By Tim Lemke

About 100 student-athletes rallied in front of the headquarters of the U.S. Department of Education yesterday to demand reforms to Title IX, the oft-debated law that calls for gender-equity in college sports.

The students, many of them men who are members of sports teams recently eliminated by James Madison University, argued Title IX has forced the elimination of many sports teams across the country, and said a relaxing of rules will allow more students to play.

James Madison recently announced it will eliminate 10 sports — including seven men’s teams — to comply with Title IX, which requires the balance of male and female athletes at a university reflect the student body. Students said yesterday that while Title IX was created to allow greater female participation in sports, the 1972 law is no longer necessary as more females are interested in sports and female enrollment outpaces male enrollment.

“Legislation should reflect the times, and Title IX no longer does,” said Mitch Dalton, captain of the James Madison men’s swimming team, which will be eliminated by the college after this year.

Dalton and his teammates were flanked by members of several other eliminated teams and the women’s track and cross country team, which was not eliminated. Students said that non-revenue producing sports, like track and field and archery, were too often victims of Title IX rules.

“We’re sending a message to our nation’s youth, and that is that if you’re not playing a sport that you can play professionally, then you should not play those sports in college,” said Jennifer Chapman, captain of the women’s cross country team.

Following a series of speeches, the track and field teams ran laps around the Department of Education building near L’Enfant Plaza, and the men’s swim team went jogging in their competition swimsuits.

Several students also met with Stephanie Monroe, assistant secretary in the DOE’s Office for Civil Rights, who oversees Title IX enforcement. Eric Pearson, president of the College Sports Council, a non-profit group that organized the rally and has campaigned for changes to Title IX, and Jessica Gavora, an author of a book on law, also attended.

“I hope, if anything, we made them aware that something needed to be done,” Pearson said. “They were very receptive. They seemed to be appreciative of hearing from the students directly.”

The DOE declined to comment directly on the meeting, but a spokesman said it is department practice to offer technical assistance to schools that need help complying with Title IX.

“The department’s Office of Civil Rights is always concerned when schools choose to eliminate or reduce opportunities for [their] students and has strongly discouraged such actions as a means of complying with Title IX,” said DOE spokesman Chad Colby. “The elimination of teams diminishes opportunities for students who are interested in participating in athletics instead of enhancing opportunities for students who have suffered from discrimination. It is contrary to the spirit of Title IX.”
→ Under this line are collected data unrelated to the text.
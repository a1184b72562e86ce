use super::{NotificationChannel, TransferEvent};
use anyhow::Result;
use async_trait::async_trait;
use serde_json::json;

/// Posts accounting records as JSON to a webhook.
pub struct WebhookNotifier {
    url: String,
    client: reqwest::Client,
}

impl WebhookNotifier {
    pub fn new(url: String) -> Self {
        Self {
            url,
            client: reqwest::Client::new(),
        }
    }

    fn format_record(&self, event: &TransferEvent) -> serde_json::Value {
        match event {
            TransferEvent::Finished {
                state_id,
                file,
                pool,
                mover_id,
                client,
                mode,
                return_code,
                message,
                duration_ms,
            } => json!({
                "type": "door_transfer",
                "protocol": "NFSV4.1",
                "state_id": state_id,
                "pnfsid": file,
                "pool": pool,
                "mover_id": mover_id,
                "client": client.ip().to_string(),
                "is_write": mode.is_write(),
                "transfer_time_ms": duration_ms,
                "status": {
                    "code": return_code,
                    "message": message,
                },
            }),
        }
    }
}

#[async_trait]
impl NotificationChannel for WebhookNotifier {
    async fn notify(&self, event: TransferEvent) -> Result<()> {
        let payload = self.format_record(&event);
        self.client
            .post(&self.url)
            .json(&payload)
            .send()
            .await?
            .error_for_status()?;
        Ok(())
    }
}

#[cfg(test)]
mod tests {
    use super::*;
    use crate::core::state::StateId;
    use crate::core::transfer::IoMode;

    #[test]
    fn record_carries_status_and_direction() {
        let notifier = WebhookNotifier::new("http://localhost/".into());
        let event = TransferEvent::Finished {
            state_id: StateId::new([1; 12], 1),
            file: "0000ABCD".into(),
            pool: Some("pool-1".into()),
            mover_id: Some(4),
            client: "10.1.1.1:900".parse().unwrap(),
            mode: IoMode::ReadWrite,
            return_code: 0,
            message: String::new(),
            duration_ms: 1500,
        };

        let record = notifier.format_record(&event);
        assert_eq!(record["pnfsid"], "0000ABCD");
        assert_eq!(record["is_write"], true);
        assert_eq!(record["client"], "10.1.1.1");
        assert_eq!(record["status"]["code"], 0);
    }
}
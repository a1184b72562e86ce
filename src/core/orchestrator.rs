use std::sync::Arc;
use std::time::Duration;

use anyhow::{Context, Result};
use tokio::sync::mpsc;
use tracing::{error, info};

use crate::context::AppContext;
use crate::core::messaging::DoorEvent;
use crate::door::LayoutDoor;
use crate::rpc::RpcServer;

/// How long queued kills get to reach the pools on shutdown.
const DRAIN_TIMEOUT: Duration = Duration::from_secs(2);

pub struct Orchestrator {
    ctx: AppContext,
    events: mpsc::Receiver<DoorEvent>,
}

impl Orchestrator {
    pub fn new(ctx: AppContext, events: mpsc::Receiver<DoorEvent>) -> Self {
        Self { ctx, events }
    }

    /// Serve until ctrl-c, then kill every mover the door still owns.
    pub async fn start(self) -> Result<()> {
        info!(
            cell = %self.ctx.config.cell_name,
            simulation = self.ctx.config.simulation,
            "Layout door starting"
        );

        let server = Arc::new(
            RpcServer::bind(self.ctx.clone(), self.ctx.config.rpc_bind)
                .await
                .with_context(|| format!("Failed to bind {}", self.ctx.config.rpc_bind))?,
        );

        let rpc = server.clone();
        let rpc_task = tokio::spawn(async move {
            if let Err(e) = rpc.start().await {
                error!(error = %e, "RPC server failed");
            }
        });

        let door = self.ctx.door.clone();
        let event_task = tokio::spawn(run_events(door.clone(), self.events));

        tokio::signal::ctrl_c()
            .await
            .context("Failed to listen for ctrl-c")?;
        info!("Shutdown requested");

        server.shutdown();
        event_task.abort();
        door.shutdown();
        door.drain_messages(DRAIN_TIMEOUT).await;
        let _ = rpc_task.await;
        Ok(())
    }
}

/// Apply pool reports to the door in arrival order until every sender is
/// gone.
pub async fn run_events(door: Arc<LayoutDoor>, mut events: mpsc::Receiver<DoorEvent>) {
    while let Some(event) = events.recv().await {
        door.handle_event(event);
    }
}
//! Daemon configuration.
//!
//! Layered with figment: built-in defaults, then the TOML file, then
//! `LAYOUTD_*` environment variables, then command line flags.

use std::collections::HashMap;
use std::net::SocketAddr;
use std::path::{Path, PathBuf};
use std::time::Duration;

use anyhow::{Context, Result};
use figment::{
    Figment,
    providers::{Env, Format, Serialized, Toml},
};
use serde::{Deserialize, Serialize};

use crate::core::selection::RetryPolicy;

pub const DEFAULT_CONFIG_PATH: &str = "/etc/layoutd/config.toml";

#[derive(Debug, Clone, Default, PartialEq, Eq, Serialize, Deserialize)]
#[serde(rename_all = "lowercase")]
pub enum NotificationChannelType {
    #[default]
    None,
    Webhook,
}

#[derive(Debug, Clone, Default, PartialEq, Eq, Serialize, Deserialize)]
#[serde(default)]
pub struct NotificationConfig {
    pub channel: NotificationChannelType,
    #[serde(skip_serializing_if = "Option::is_none")]
    pub webhook_url: Option<String>,
}

#[derive(Debug, Clone, PartialEq, Eq, Serialize, Deserialize)]
#[serde(default)]
pub struct AppConfig {
    /// Name pools use to address their reports to this door.
    pub cell_name: String,
    /// JSON-RPC listener for clients, pools and admins.
    pub rpc_bind: SocketAddr,
    /// Mover queue requested on the pools.
    #[serde(skip_serializing_if = "Option::is_none")]
    pub io_queue: Option<String>,
    /// Cell name of the pool selection service.
    pub pool_manager: String,
    /// How long a layout request waits for the pool to get ready.
    pub reply_timeout_ms: u64,
    pub retry_period_ms: u64,
    pub retry_count: u32,
    /// How long a layout return waits for the mover to stop.
    pub mover_kill_timeout_ms: u64,
    pub stripe_unit: u32,
    pub simulation: bool,
    pub verbose: bool,
    pub json_logs: bool,
    /// Routing table: cell name to the address it listens on.
    pub endpoints: HashMap<String, SocketAddr>,
    pub notifications: NotificationConfig,
}

impl Default for AppConfig {
    fn default() -> Self {
        Self {
            cell_name: "NFS-door".to_string(),
            rpc_bind: SocketAddr::from(([127, 0, 0, 1], 7549)),
            io_queue: None,
            pool_manager: "PoolManager".to_string(),
            reply_timeout_ms: 3_000,
            retry_period_ms: 500,
            retry_count: u32::MAX,
            mover_kill_timeout_ms: 500,
            stripe_unit: 4096 * 256,
            simulation: false,
            verbose: false,
            json_logs: false,
            endpoints: HashMap::new(),
            notifications: NotificationConfig::default(),
        }
    }
}

impl AppConfig {
    /// Load from the default config file location.
    pub fn new<T: Serialize>(cli_args: Option<&T>) -> Result<Self> {
        Self::load(Path::new(DEFAULT_CONFIG_PATH), cli_args)
    }

    pub fn load<T: Serialize>(config_file: &Path, cli_args: Option<&T>) -> Result<Self> {
        let mut figment = Figment::from(Serialized::defaults(AppConfig::default()))
            .merge(Toml::file(config_file))
            .merge(Env::prefixed("LAYOUTD_").split("__"));

        if let Some(args) = cli_args {
            figment = figment.merge(Serialized::defaults(args));
        }

        figment
            .extract()
            .with_context(|| format!("Invalid configuration ({})", config_file.display()))
    }

    pub fn reply_timeout(&self) -> Duration {
        Duration::from_millis(self.reply_timeout_ms)
    }

    pub fn mover_kill_timeout(&self) -> Duration {
        Duration::from_millis(self.mover_kill_timeout_ms)
    }

    /// Selection retries share the reply budget of the layout request.
    pub fn retry_policy(&self) -> RetryPolicy {
        RetryPolicy::new(
            self.retry_count,
            Duration::from_millis(self.retry_period_ms),
            self.reply_timeout(),
        )
    }

    pub fn to_toml(&self) -> Result<String> {
        toml::to_string_pretty(self).context("Failed to serialize config")
    }
}

pub fn config_path(explicit: Option<PathBuf>) -> PathBuf {
    explicit.unwrap_or_else(|| PathBuf::from(DEFAULT_CONFIG_PATH))
}

#[cfg(test)]
mod tests {
    use super::*;
    use std::io::Write;

    #[derive(Serialize)]
    struct Flags {
        #[serde(skip_serializing_if = "Option::is_none")]
        io_queue: Option<String>,
    }

    #[test]
    fn defaults_without_file() {
        let config =
            AppConfig::load(Path::new("/nonexistent/layoutd.toml"), None::<&Flags>).unwrap();

        assert_eq!(config.reply_timeout(), Duration::from_secs(3));
        assert_eq!(config.mover_kill_timeout(), Duration::from_millis(500));
        assert_eq!(config.retry_policy().retry_period, Duration::from_millis(500));
        assert_eq!(config.stripe_unit, 1024 * 1024);
    }

    #[test]
    fn file_then_flags() {
        let mut file = tempfile::NamedTempFile::new().unwrap();
        writeln!(
            file,
            r#"
io_queue = "nfs"
reply_timeout_ms = 1500

[endpoints]
pool-1 = "10.0.0.1:7550"

[notifications]
channel = "webhook"
webhook_url = "http://billing/"
"#
        )
        .unwrap();

        let config = AppConfig::load(file.path(), None::<&Flags>).unwrap();
        assert_eq!(config.io_queue.as_deref(), Some("nfs"));
        assert_eq!(config.reply_timeout_ms, 1500);
        assert_eq!(config.endpoints["pool-1"], "10.0.0.1:7550".parse().unwrap());
        assert_eq!(config.notifications.channel, NotificationChannelType::Webhook);

        let flags = Flags {
            io_queue: Some("fast".into()),
        };
        let config = AppConfig::load(file.path(), Some(&flags)).unwrap();
        assert_eq!(config.io_queue.as_deref(), Some("fast"));
        assert_eq!(config.reply_timeout_ms, 1500);
    }

    #[test]
    fn toml_dump_loads_back() {
        let mut config = AppConfig::default();
        config
            .endpoints
            .insert("PoolManager".into(), "10.0.0.10:7551".parse().unwrap());

        let mut file = tempfile::NamedTempFile::new().unwrap();
        file.write_all(config.to_toml().unwrap().as_bytes()).unwrap();

        let loaded = AppConfig::load(file.path(), None::<&Flags>).unwrap();
        assert_eq!(loaded, config);
    }
}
The recent elimination of sports teams at colleges has sparked a renewed debate over Title IX, with some people blaming the law for the elimination of sports teams and others pointing to the financial struggles of athletic departments.

In a speech before the National Press Club on Monday, NCAA president Myles Brand said many university athletic departments are cutting teams because of budget problems and have used Title IX an excuse for the cuts.

“Title IX mandates increased participation opportunities, not fewer,” Brand said. “It is true that institutions must make decisions about what it can afford and what it cannot, about how many sports it can sponsor, and about the level at which those sports will be supported. Those are the results of institutional priorities and financial circumstances, not the unintended consequences of Title IX.”

James Madison saved about $500,000 by cutting the ten teams, a relatively small percentage of the overall athletic spending at the college. The protesters yesterday touted this as a sign the cuts were not motivated by money. But Title IX defenders said the school didn’t need to make drastic cuts to be in line with the rules, and could have complied by adding more women’s teams instead.

“The cost of adding two or three women’s teams would have been just as minuscule,” said Marcia Greenberger, Co-President of the National Women’s Law Center. “I think it shows how little they value women’s teams.”

Furthermore, Greenberger and others said the growing number of athletic departments forming Division I football programs is placing pressure on schools to eliminate some men’s teams to keep in line with Title IX, since football requires more than 80 male players.